[PROVIDED ENTRIES — start]

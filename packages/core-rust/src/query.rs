//! Query predicates, ordering, and in-memory evaluation.
//!
//! A caller query is an object of `field → value` (equality) or
//! `field → {"$op": operand}`. Relationship aliases are translated with
//! [`to_physical`](crate::relationships::to_physical) before compilation, so a
//! compiled [`Filter`] only ever names physical columns.

use std::cmp::Ordering;

use crate::error::QueryError;
use crate::types::{Object, Value};

#[derive(Debug, Clone, Copy, PartialEq, Eq)]
pub enum CompareOp {
    Eq,
    Ne,
    Gt,
    Gte,
    Lt,
    Lte,
    In,
}

impl CompareOp {
    fn parse(field: &str, operator: &str) -> Result<Self, QueryError> {
        match operator {
            "$eq" => Ok(Self::Eq),
            "$ne" => Ok(Self::Ne),
            "$gt" => Ok(Self::Gt),
            "$gte" => Ok(Self::Gte),
            "$lt" => Ok(Self::Lt),
            "$lte" => Ok(Self::Lte),
            "$in" => Ok(Self::In),
            _ => Err(QueryError::UnknownOperator {
                field: field.to_string(),
                operator: operator.to_string(),
            }),
        }
    }

    /// SQL comparison operator for the scalar operators.
    #[must_use]
    pub const fn sql(self) -> &'static str {
        match self {
            Self::Eq => "=",
            Self::Ne => "<>",
            Self::Gt => ">",
            Self::Gte => ">=",
            Self::Lt => "<",
            Self::Lte => "<=",
            Self::In => "IN",
        }
    }
}

#[derive(Debug, Clone, PartialEq)]
pub struct Condition {
    pub field: String,
    pub op: CompareOp,
    pub value: Value,
}

impl Condition {
    #[must_use]
    pub fn matches(&self, row: &Object) -> bool {
        let actual = row.get(&self.field).unwrap_or(&Value::Null);
        match self.op {
            CompareOp::Eq => values_equal(actual, &self.value),
            CompareOp::Ne => !values_equal(actual, &self.value),
            CompareOp::In => self
                .value
                .as_array()
                .is_some_and(|candidates| candidates.iter().any(|c| values_equal(actual, c))),
            CompareOp::Gt => compare(actual, &self.value) == Some(Ordering::Greater),
            CompareOp::Gte => matches!(
                compare(actual, &self.value),
                Some(Ordering::Greater | Ordering::Equal)
            ),
            CompareOp::Lt => compare(actual, &self.value) == Some(Ordering::Less),
            CompareOp::Lte => matches!(
                compare(actual, &self.value),
                Some(Ordering::Less | Ordering::Equal)
            ),
        }
    }
}

/// Conjunction of conditions. The empty filter matches every row.
#[derive(Debug, Clone, Default, PartialEq)]
pub struct Filter {
    pub conditions: Vec<Condition>,
}

impl Filter {
    /// Compiles a (physical) caller query.
    ///
    /// # Errors
    ///
    /// [`QueryError::UnknownOperator`] for an unsupported `$op`, and
    /// [`QueryError::InvalidOperand`] when `$in` is not given an array.
    pub fn from_query(query: &Object) -> Result<Self, QueryError> {
        let mut conditions = Vec::with_capacity(query.len());
        for (field, value) in query {
            match value {
                Value::Object(ops) if is_operator_object(ops) => {
                    for (operator, operand) in ops {
                        let op = CompareOp::parse(field, operator)?;
                        if op == CompareOp::In && !operand.is_array() {
                            return Err(QueryError::InvalidOperand {
                                field: field.clone(),
                                operator: operator.clone(),
                                expected: "an array",
                            });
                        }
                        conditions.push(Condition {
                            field: field.clone(),
                            op,
                            value: operand.clone(),
                        });
                    }
                }
                _ => conditions.push(Condition {
                    field: field.clone(),
                    op: CompareOp::Eq,
                    value: value.clone(),
                }),
            }
        }
        Ok(Self { conditions })
    }

    #[must_use]
    pub fn matches(&self, row: &Object) -> bool {
        self.conditions.iter().all(|condition| condition.matches(row))
    }

    #[must_use]
    pub fn is_empty(&self) -> bool {
        self.conditions.is_empty()
    }
}

fn is_operator_object(ops: &Object) -> bool {
    !ops.is_empty() && ops.keys().all(|key| key.starts_with('$'))
}

#[derive(Debug, Clone, Copy, Default, PartialEq, Eq)]
pub enum Direction {
    #[default]
    Asc,
    Desc,
}

#[derive(Debug, Clone, PartialEq, Eq)]
pub struct OrderBy {
    pub field: String,
    pub direction: Direction,
}

impl OrderBy {
    #[must_use]
    pub fn asc(field: impl Into<String>) -> Self {
        Self {
            field: field.into(),
            direction: Direction::Asc,
        }
    }

    #[must_use]
    pub fn desc(field: impl Into<String>) -> Self {
        Self {
            field: field.into(),
            direction: Direction::Desc,
        }
    }
}

/// Sorts rows by the given keys; nulls sort first in ascending order.
pub fn sort_rows(rows: &mut [Object], order: &[OrderBy]) {
    if order.is_empty() {
        return;
    }
    rows.sort_by(|a, b| {
        for key in order {
            let left = a.get(&key.field).unwrap_or(&Value::Null);
            let right = b.get(&key.field).unwrap_or(&Value::Null);
            let ordering = total_order(left, right);
            let ordering = match key.direction {
                Direction::Asc => ordering,
                Direction::Desc => ordering.reverse(),
            };
            if ordering != Ordering::Equal {
                return ordering;
            }
        }
        Ordering::Equal
    });
}

fn values_equal(left: &Value, right: &Value) -> bool {
    match (left, right) {
        (Value::Number(a), Value::Number(b)) => match (a.as_f64(), b.as_f64()) {
            (Some(x), Some(y)) => (x - y).abs() < f64::EPSILON,
            _ => a == b,
        },
        _ => left == right,
    }
}

/// Ordering between comparable scalars of the same kind.
fn compare(left: &Value, right: &Value) -> Option<Ordering> {
    match (left, right) {
        (Value::Number(a), Value::Number(b)) => a.as_f64()?.partial_cmp(&b.as_f64()?),
        (Value::String(a), Value::String(b)) => Some(a.cmp(b)),
        (Value::Bool(a), Value::Bool(b)) => Some(a.cmp(b)),
        _ => None,
    }
}

fn rank(value: &Value) -> u8 {
    match value {
        Value::Null => 0,
        Value::Bool(_) => 1,
        Value::Number(_) => 2,
        Value::String(_) => 3,
        Value::Array(_) => 4,
        Value::Object(_) => 5,
    }
}

fn total_order(left: &Value, right: &Value) -> Ordering {
    compare(left, right).unwrap_or_else(|| rank(left).cmp(&rank(right)))
}
//! Backend configuration.

/// Runtime configuration for [`SqlStorageBackend`](crate::SqlStorageBackend).
#[derive(Debug, Clone, PartialEq, Eq)]
pub struct BackendConfig {
    /// Database used when an operation names none. Transactions always run here.
    pub default_database: String,
    /// Every named database; each gets its own engine sharing one relational model.
    pub databases: Vec<String>,
    /// Connection string for SQL engines. `None` makes
    /// [`SqlStorageBackend::from_config`](crate::SqlStorageBackend::from_config)
    /// use the in-memory engine.
    pub connection_url: Option<String>,
    /// Pool size per database for SQL engines.
    pub max_connections: u32,
    /// Log every statement at `debug` level.
    pub log_statements: bool,
}

impl Default for BackendConfig {
    fn default() -> Self {
        Self {
            default_database: "default".to_string(),
            databases: vec!["default".to_string()],
            connection_url: None,
            max_connections: 10,
            log_statements: false,
        }
    }
}

impl BackendConfig {
    /// The configured databases with the default one first and no duplicates.
    #[must_use]
    pub fn database_names(&self) -> Vec<String> {
        let mut names = vec![self.default_database.clone()];
        for name in &self.databases {
            if !names.contains(name) {
                names.push(name.clone());
            }
        }
        names
    }
}

/// Command-line/environment surface for [`BackendConfig`].
///
/// Meant to be `#[command(flatten)]`ed into a host binary's parser.
#[derive(clap::Args, Debug, Clone)]
pub struct BackendArgs {
    /// Default database name.
    #[arg(long = "default-database", env = "RELSTORE_DEFAULT_DATABASE", default_value = "default")]
    pub default_database: String,

    /// Additional named databases (comma separated).
    #[arg(long = "database", env = "RELSTORE_DATABASES", value_delimiter = ',')]
    pub databases: Vec<String>,

    /// Postgres connection URL; omit for the in-memory engine.
    #[arg(long = "database-url", env = "RELSTORE_DATABASE_URL")]
    pub connection_url: Option<String>,

    #[arg(long = "max-connections", env = "RELSTORE_MAX_CONNECTIONS", default_value_t = 10)]
    pub max_connections: u32,

    #[arg(long = "log-statements", env = "RELSTORE_LOG_STATEMENTS")]
    pub log_statements: bool,
}

impl From<BackendArgs> for BackendConfig {
    fn from(args: BackendArgs) -> Self {
        let mut config = Self {
            default_database: args.default_database,
            databases: args.databases.into_iter().filter(|name| !name.is_empty()).collect(),
            connection_url: args.connection_url,
            max_connections: args.max_connections,
            log_statements: args.log_statements,
        };
        config.databases = config.database_names();
        config
    }
}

[PROVIDED ENTRIES — finish]

WORK INSTRUCTIONS: With the line holding "pub struct OrderBy" as the first and the line holding "let right = b.get(&key.field).unwrap_or(&Value::Null);" as the last, please transcribe exactly the lines of the material above in that range and nothing else.

ANSWER TO THIS TASK:
pub struct OrderBy {
    pub field: String,
    pub direction: Direction,
}

impl OrderBy {
    #[must_use]
    pub fn asc(field: impl Into<String>) -> Self {
        Self {
            field: field.into(),
            direction: Direction::Asc,
        }
    }

    #[must_use]
    pub fn desc(field: impl Into<String>) -> Self {
        Self {
            field: field.into(),
            direction: Direction::Desc,
        }
    }
}

/// Sorts rows by the given keys; nulls sort first in ascending order.
pub fn sort_rows(rows: &mut [Object], order: &[OrderBy]) {
    if order.is_empty() {
        return;
    }
    rows.sort_by(|a, b| {
        for key in order {
            let left = a.get(&key.field).unwrap_or(&Value::Null);
            let right = b.get(&key.field).unwrap_or(&Value::Null);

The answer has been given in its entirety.